Hypoxia Induces Apoptosis through HIF-1α Signaling Pathway in Human Uterosacral Ligaments of Pelvic Organ Prolapse

Department of Obstetrics and Gynecology, Qilu Hospital of Shandong University, 107 Wenhua Xi Road, Jinan, Shandong 250012, China

Correspondence should be addressed to Peishu Liu; moc.621@uiluhsiep

Received 13 June 2017; Accepted 8 October 2017; Published 2 November 2017

Academic Editor: Vasiliki Galani

Copyright © 2017 Xinrui Zhao et al.
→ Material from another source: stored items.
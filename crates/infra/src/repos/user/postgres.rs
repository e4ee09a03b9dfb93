use super::{IUserRepo, LinkedAccount, Session};
use crate::repos::shared::repo::DeleteResult;
use practice_booking_domain::{Role, User, ID};
use sqlx::{types::Uuid, FromRow, PgPool};
use tracing::error;

pub struct PostgresUserRepo {
    pool: PgPool,
}

impl PostgresUserRepo {
    pub fn new(pool: PgPool) -> Self {
        Self { pool }
    }
}

#[derive(Debug, FromRow)]
struct UserRaw {
    user_uid: Uuid,
    email: String,
    name: String,
    role: String,
}

impl From<UserRaw> for User {
    fn from(raw: UserRaw) -> Self {
        Self {
            id: raw.user_uid.into(),
            email: raw.email,
            name: raw.name,
            role: Role::from_db(&raw.role),
        }
    }
}

#[async_trait::async_trait]
impl IUserRepo for PostgresUserRepo {
    async fn insert(&self, user: &User) -> anyhow::Result<()> {
        sqlx::query(
            r#"
            INSERT INTO users(user_uid, email, name, role)
            VALUES($1, $2, $3, $4)
            "#,
        )
        .bind(user.id.inner_ref())
        .bind(&user.email)
        .bind(&user.name)
        .bind(user.role.as_str())
        .execute(&self.pool)
        .await?;
        Ok(())
    }

    async fn find(&self, user_id: &ID) -> Option<User> {
        sqlx::query_as::<_, UserRaw>(
            r#"
            SELECT * FROM users
            WHERE user_uid = $1
            "#,
        )
        .bind(user_id.inner_ref())
        .fetch_optional(&self.pool)
        .await
        .map_err(|e| error!("Unable to find user {}: {:?}", user_id, e))
        .ok()?
        .map(User::from)
    }

    async fn find_by_email(&self, email: &str) -> Option<User> {
        sqlx::query_as::<_, UserRaw>(
            r#"
            SELECT * FROM users
            WHERE email = $1
            "#,
        )
        .bind(email)
        .fetch_optional(&self.pool)
        .await
        .map_err(|e| error!("Unable to find user by email: {:?}", e))
        .ok()?
        .map(User::from)
    }

    async fn find_by_session(&self, token: &str, now: i64) -> Option<User> {
        sqlx::query_as::<_, UserRaw>(
            r#"
            SELECT u.* FROM users AS u
            INNER JOIN sessions AS s
                ON s.user_uid = u.user_uid
            WHERE s.session_token = $1 AND s.expires > $2
            "#,
        )
        .bind(token)
        .bind(now)
        .fetch_optional(&self.pool)
        .await
        .map_err(|e| error!("Unable to find user by session: {:?}", e))
        .ok()?
        .map(User::from)
    }

    async fn insert_session(&self, session: &Session) -> anyhow::Result<()> {
        sqlx::query(
            r#"
            INSERT INTO sessions(session_token, user_uid, expires)
            VALUES($1, $2, $3)
            "#,
        )
        .bind(&session.token)
        .bind(session.user_id.inner_ref())
        .bind(session.expires)
        .execute(&self.pool)
        .await?;
        Ok(())
    }

    async fn insert_account(&self, account: &LinkedAccount) -> anyhow::Result<()> {
        sqlx::query(
            r#"
            INSERT INTO accounts(provider, provider_account_id, user_uid)
            VALUES($1, $2, $3)
            "#,
        )
        .bind(&account.provider)
        .bind(&account.provider_account_id)
        .bind(account.user_id.inner_ref())
        .execute(&self.pool)
        .await?;
        Ok(())
    }

    async fn delete_sessions_by_user(&self, user_id: &ID) -> anyhow::Result<DeleteResult> {
        let deleted_count = sqlx::query("DELETE FROM sessions WHERE user_uid = $1")
            .bind(user_id.inner_ref())
            .execute(&self.pool)
            .await?
            .rows_affected();
        Ok(DeleteResult { deleted_count })
    }

    async fn delete_accounts_by_user(&self, user_id: &ID) -> anyhow::Result<DeleteResult> {
        let deleted_count = sqlx::query("DELETE FROM accounts WHERE user_uid = $1")
            .bind(user_id.inner_ref())
            .execute(&self.pool)
            .await?
            .rows_affected();
        Ok(DeleteResult { deleted_count })
    }

    async fn delete(&self, user_id: &ID) -> Option<User> {
        sqlx::query_as::<_, UserRaw>(
            r#"
            DELETE FROM users
            WHERE user_uid = $1
            RETURNING *
            "#,
        )
        .bind(user_id.inner_ref())
        .fetch_optional(&self.pool)
        .await
        .map_err(|e| error!("Unable to delete user {}: {:?}", user_id, e))
        .ok()?
        .map(User::from)
    }
}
This is an open access article distributed under the Creative Commons Attribution License, which permits unrestricted use, distribution, and reproduction in any medium, provided the original work is properly cited.


The purpose of this study is to evaluate the expression of hypoxia-inducible factor-1α (HIF-1α) in women uterosacral ligament tissues with pelvic organ prolapse and women with normal uterine support structures and illuminate its relationship with apoptosis. Samples were collected from 38 women with pelvic organ prolapse and 31 age matched controls. The expression levels of HIF-1α and BNIP3 in the uterosacral ligaments were measured using immunohistochemistry, qRT-PCR, and Western blot. To assess apoptosis we performed TUNEL assay and Western blot analyses. Lastly, the short form of the Pelvic Floor Impact Questionnaire-7 (PFIQ-7) was used to evaluate prognosis of surgical patients and twenty patients finished the follow-up. The expressions of HIF-1α and BNIP3 in the uterosacral ligaments were significantly higher in patients with pelvic organ prolapse than in control group. Pearson’s correlation test revealed significant positive correlations between HIF-1α and apoptosis index. Similarly, Western blot analysis showed the expression of proapoptosis proteins (Bax and Bad), Cytochrome-c, cleaved caspase-3, and caspase-9 in patients with pelvic organ prolapse was upregulated. The PFIQ-7 scores were higher in HIF-1α positive group than in the negative group. Hypoxia may contribute to the pathological process of pelvic organ prolapse by increasing apoptosis via activating HIF-1α signaling pathway.